Refinancing allows you to take advantage of lower interest rates, change your loan term, switch from variable to fixed rates, or tap into home equity for cash. However, refinancing comes with costs that must be recouped through monthly savings before you come out ahead. Understanding your break-even point is essential to making an informed decision.

Refinance Calculation Formulas

Understanding the formulas behind refinance calculations helps you verify results and make informed decisions about your refinancing opportunity.

Break-Even Point Formula

The break-even point is the most critical calculation. It determines how many months until your monthly savings equal your refinancing costs:

Break-Even Point Formula:

Break-Even Point (months) = Total Refinancing Costs / Monthly Savings

Where:

  • Total Refinancing Costs = All upfront fees and closing costs
  • Monthly Savings = (Current Monthly Payment) - (New Monthly Payment)

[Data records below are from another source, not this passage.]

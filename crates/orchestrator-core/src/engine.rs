// Copyright (c) 2025 Workflow Orchestration Team
// SPDX-License-Identifier: Apache-2.0

//! Drives registered `WorkflowDefinition`s end to end: plans the DAG,
//! dispatches waves through the step executor, applies the error policy,
//! and publishes lifecycle events as execution progresses.

use crate::config::OrchestratorConfig;
use crate::context::WorkflowContext;
use crate::dag::WorkflowDag;
use crate::error::{OrchestratorError, Result};
use crate::events::{EventBus, EventType, ServiceEvent};
use crate::execution::{ExecutionStatus, WorkflowExecution};
use crate::executor::{StepExecutor, StepOutcome};
use crate::health::HealthMonitor;
use crate::metrics::MetricsAggregator;
use crate::registry::ServiceRegistry;
use crate::remote::RemoteCaller;
use crate::workflow::{ErrorPolicy, WorkflowDefinition};
use dashmap::DashMap;
use parking_lot::Mutex;
use serde_json::Value;
use std::collections::{HashMap, VecDeque};
use std::sync::Arc;
use std::time::{Duration, Instant};
use tokio_util::sync::CancellationToken;
use tracing::{error, info, warn};
use uuid::Uuid;

/// Wires together the registry, health monitor, event bus, metrics, and
/// step executor into the single entry point a host binds to.
pub struct WorkflowEngine {
    definitions: DashMap<String, WorkflowDefinition>,
    active: DashMap<Uuid, Mutex<WorkflowExecution>>,
    completed: Mutex<VecDeque<WorkflowExecution>>,
    cancel_tokens: DashMap<Uuid, CancellationToken>,
    step_executor: StepExecutor,
    bus: EventBus,
    metrics: Arc<MetricsAggregator>,
    config: OrchestratorConfig,
}

impl WorkflowEngine {
    pub fn new(
        registry: Arc<ServiceRegistry>,
        health: Arc<HealthMonitor>,
        caller: Arc<dyn RemoteCaller>,
        bus: EventBus,
        metrics: Arc<MetricsAggregator>,
        config: OrchestratorConfig,
    ) -> Self {
        let step_executor = StepExecutor::new(
            registry,
            health,
            caller,
            metrics.clone(),
            config.max_backoff(),
        );
        Self {
            definitions: DashMap::new(),
            active: DashMap::new(),
            completed: Mutex::new(VecDeque::with_capacity(config.completed_executions_buffer_size.min(64))),
            cancel_tokens: DashMap::new(),
            step_executor,
            bus,
            metrics,
            config,
        }
    }

    /// Validates and registers a workflow definition, replacing any prior
    /// definition under the same id.
    pub fn register_workflow(&self, definition: WorkflowDefinition) -> Result<()> {
        definition.validate()?;
        self.definitions.insert(definition.workflow_id.clone(), definition);
        Ok(())
    }

    pub fn definition(&self, workflow_id: &str) -> Result<WorkflowDefinition> {
        self.definitions
            .get(workflow_id)
            .map(|d| d.clone())
            .ok_or_else(|| OrchestratorError::UnknownWorkflow(workflow_id.to_string()))
    }

    /// Starts a new execution of a registered workflow and drives it to a
    /// terminal state before returning.
    pub async fn execute_workflow(
        &self,
        workflow_id: &str,
        context: WorkflowContext,
    ) -> Result<WorkflowExecution> {
        let definition = self.definition(workflow_id)?;
        let dag = WorkflowDag::from_steps(&definition.steps)?;

        let execution_id = context.execution_id;
        let mut execution = WorkflowExecution::new(execution_id, workflow_id, context);
        execution.start();

        let cancel = CancellationToken::new();
        self.cancel_tokens.insert(execution_id, cancel.clone());
        self.active.insert(execution_id, Mutex::new(execution.clone()));

        self.metrics.record_workflow_started();
        self.bus.publish(ServiceEvent::new(
            EventType::WorkflowStarted,
            "orchestrator",
            serde_json::json!({"workflow_id": workflow_id, "execution_id": execution_id}),
        ));

        let started_at = Instant::now();
        let result = self.run_waves(&definition, &dag, &mut execution, &cancel).await;

        let elapsed = started_at.elapsed();
        let final_status = match &result {
            Ok(()) if cancel.is_cancelled() => ExecutionStatus::Cancelled,
            Ok(()) => ExecutionStatus::Completed,
            Err(OrchestratorError::Cancelled) => ExecutionStatus::Cancelled,
            Err(OrchestratorError::Timeout { .. }) => ExecutionStatus::TimedOut,
            Err(_) => ExecutionStatus::Failed,
        };
        execution.finish(final_status);

        match final_status {
            ExecutionStatus::Completed => self.metrics.record_workflow_completed(elapsed),
            ExecutionStatus::Cancelled => self.metrics.record_workflow_cancelled(elapsed),
            ExecutionStatus::TimedOut => self.metrics.record_workflow_timed_out(elapsed),
            _ => self.metrics.record_workflow_failed(elapsed),
        }

        let event_type = match final_status {
            ExecutionStatus::Completed => EventType::WorkflowCompleted,
            _ => EventType::WorkflowFailed,
        };
        self.bus.publish(ServiceEvent::new(
            event_type,
            "orchestrator",
            serde_json::json!({
                "workflow_id": workflow_id,
                "execution_id": execution_id,
                "status": format!("{:?}", final_status),
            }),
        ));

        self.active.remove(&execution_id);
        self.cancel_tokens.remove(&execution_id);
        self.push_completed(execution.clone());

        match result {
            Ok(()) => Ok(execution),
            Err(OrchestratorError::Cancelled) => Ok(execution),
            Err(err) => {
                if final_status == ExecutionStatus::Failed {
                    Err(err)
                } else {
                    Ok(execution)
                }
            }
        }
    }

    async fn run_waves(
        &self,
        definition: &WorkflowDefinition,
        dag: &WorkflowDag,
        execution: &mut WorkflowExecution,
        cancel: &CancellationToken,
    ) -> Result<()> {
        let deadline = Instant::now() + definition.max_total_duration;

        for wave in &dag.waves {
            if cancel.is_cancelled() {
                return Err(OrchestratorError::Cancelled);
            }
            if Instant::now() >= deadline {
                return Err(OrchestratorError::Timeout {
                    duration: definition.max_total_duration,
                });
            }
            execution.current_wave += 1;

            let remaining = deadline.saturating_duration_since(Instant::now());
            let mut wave_result = tokio::time::timeout(
                remaining,
                self.run_wave(definition, wave, execution, cancel),
            )
            .await
            .map_err(|_| OrchestratorError::Timeout {
                duration: definition.max_total_duration,
            })??;

            if !wave_result && definition.error_policy == ErrorPolicy::RetryWave {
                let retry: Vec<String> = wave
                    .iter()
                    .filter(|id| execution.failed_steps.contains(*id))
                    .cloned()
                    .collect();
                for id in &retry {
                    execution.failed_steps.remove(id);
                }
                info!(?retry, "retrying failed steps once before giving up");
                let remaining = deadline.saturating_duration_since(Instant::now());
                wave_result = tokio::time::timeout(
                    remaining,
                    self.run_wave(definition, &retry, execution, cancel),
                )
                .await
                .map_err(|_| OrchestratorError::Timeout {
                    duration: definition.max_total_duration,
                })??;
            }

            if let Some(entry) = self.active.get(&execution.execution_id) {
                *entry.lock() = execution.clone();
            }

            let must_stop = !wave_result
                && matches!(definition.error_policy, ErrorPolicy::StopOnRequired | ErrorPolicy::RetryWave);
            if must_stop {
                return Err(OrchestratorError::StepFailed {
                    step_id: wave.join(","),
                    message: "a required step in this wave failed".to_string(),
                });
            }
        }
        Ok(())
    }

    /// Runs every step in a wave concurrently (or sequentially if the
    /// definition opts out of `parallel`). Returns `Ok(false)` rather than
    /// an error when `ContinueOnFailure` absorbs a required-step failure,
    /// so the caller can distinguish "wave had a failure" from "wave threw".
    async fn run_wave(
        &self,
        definition: &WorkflowDefinition,
        wave: &[String],
        execution: &mut WorkflowExecution,
        cancel: &CancellationToken,
    ) -> Result<bool> {
        let mut all_ok = true;

        if definition.parallel {
            let mut handles = Vec::with_capacity(wave.len());
            for step_id in wave {
                let step = definition
                    .step(step_id)
                    .expect("dag waves only name steps present in the definition")
                    .clone();
                let ctx = execution.context.clone();
                let cancel = cancel.clone();
                let step_executor = &self.step_executor;
                handles.push(async move { (step.step_id.clone(), step_executor.execute(&step, &ctx, &cancel).await) });
            }
            let results = futures::future::join_all(handles).await;
            for (step_id, outcome) in results {
                if !self.apply_outcome(definition, &step_id, outcome, execution)? {
                    all_ok = false;
                }
            }
        } else {
            for step_id in wave {
                let step = definition
                    .step(step_id)
                    .expect("dag waves only name steps present in the definition")
                    .clone();
                let outcome = self.step_executor.execute(&step, &execution.context, cancel).await;
                if !self.apply_outcome(definition, step_id, outcome, execution)? {
                    all_ok = false;
                }
            }
        }

        Ok(all_ok)
    }

    fn apply_outcome(
        &self,
        definition: &WorkflowDefinition,
        step_id: &str,
        outcome: Result<StepOutcome>,
        execution: &mut WorkflowExecution,
    ) -> Result<bool> {
        let step = definition.step(step_id).expect("step exists");

        match outcome {
            Ok(StepOutcome::Success(value)) | Ok(StepOutcome::Fallback(value)) => {
                execution.context.set_step_result(step_id, value);
                execution.completed_steps.insert(step_id.to_string());
                Ok(true)
            }
            Err(OrchestratorError::Cancelled) => Err(OrchestratorError::Cancelled),
            Err(err) => {
                warn!(step_id, error = %err, "step failed terminally");
                execution.failed_steps.insert(step_id.to_string());
                execution.record_error(step_id, err.to_string());

                if step.required && definition.error_policy == ErrorPolicy::StopOnRequired {
                    error!(step_id, "required step failed, stopping workflow");
                    return Err(err);
                }
                Ok(!step.required)
            }
        }
    }

    /// Idempotent cancellation: a second call against an already-finished
    /// or already-cancelled execution is a no-op.
    pub fn cancel_workflow(&self, execution_id: Uuid) -> Result<()> {
        match self.cancel_tokens.get(&execution_id) {
            Some(token) => {
                token.cancel();
                info!(%execution_id, "cancellation requested");
                Ok(())
            }
            None => {
                if self.completed.lock().iter().any(|e| e.execution_id == execution_id) {
                    Ok(())
                } else {
                    Err(OrchestratorError::UnknownExecution(execution_id))
                }
            }
        }
    }

    pub fn get_execution(&self, execution_id: Uuid) -> Result<WorkflowExecution> {
        if let Some(entry) = self.active.get(&execution_id) {
            return Ok(entry.lock().clone());
        }
        self.completed
            .lock()
            .iter()
            .find(|e| e.execution_id == execution_id)
            .cloned()
            .ok_or(OrchestratorError::UnknownExecution(execution_id))
    }

    pub fn metrics_snapshot(&self) -> crate::metrics::MetricsSnapshot {
        self.metrics.snapshot()
    }

    fn push_completed(&self, execution: WorkflowExecution) {
        let mut completed = self.completed.lock();
        if completed.len() >= self.config.completed_executions_buffer_size {
            completed.pop_front();
        }
        completed.push_back(execution);
    }
}

/// Helper used by callers that just want to shallow-merge caller input into
/// a fresh `WorkflowContext` without constructing one by hand.
pub fn new_context(
    user_id: impl Into<String>,
    session_id: impl Into<String>,
    input: HashMap<String, Value>,
) -> WorkflowContext {
    WorkflowContext::new(user_id, session_id, Uuid::new_v4(), input)
}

New Monthly Payment Calculation

To calculate your new monthly mortgage payment, use the standard amortization formula:

Monthly Payment Formula:

M = P × [r(1+r)^n] / [(1+r)^n - 1]

Where:

  • M = Monthly payment (principal and interest)
  • P = Principal loan amount (new refinanced amount)
  • r = Monthly interest rate (annual rate ÷ 12)
  • n = Total number of payments (years × 12)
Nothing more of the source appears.